* **WHAT TO WORK ON**:
A single number is the whole answer: how many lines in this listing contain "MutexGuard".

* **RECORDS PROVIDED**:
use std::sync::{Mutex, MutexGuard, PoisonError};

pub mod app;
pub mod behavior;
pub mod components;
pub mod config;
pub mod fetcher;
pub mod links;
pub mod markup;
pub mod pages;
pub mod router;
pub mod routes;
pub mod shell;
pub mod state;

#[cfg(test)]
#[path = "tests/support.rs"]
pub(crate) mod test_support;

#[cfg(test)]
#[path = "tests/http_tests.rs"]
mod http_tests;

pub use app::PortfolioApp;
pub use behavior::{ActivationGuard, BehaviorRegistry, PageBehavior, PageContext};
pub use config::ClientConfig;
pub use fetcher::{ContactSender, FetchChannel, FetchError, HttpFetcher, ResourceFetcher};
pub use links::{ClickOutcome, LinkInterceptor};
pub use router::{NavigateOptions, NavigationOutcome, Phase, Router};
pub use routes::RouteTable;
pub use shell::{HeadlessShell, NavLink, Region, ShellDocument};
pub use state::{AppSnapshot, AppStatus, StatePatch, StateStore, StoreOptions};

// Guards in this crate are never held across an await point, so a poisoned
// lock only means a listener panicked mid-update; the data is still usable.
pub(crate) fn lock<T>(mutex: &Mutex<T>) -> MutexGuard<'_, T> {
    mutex.lock().unwrap_or_else(PoisonError::into_inner)
}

* **RESULT**:
2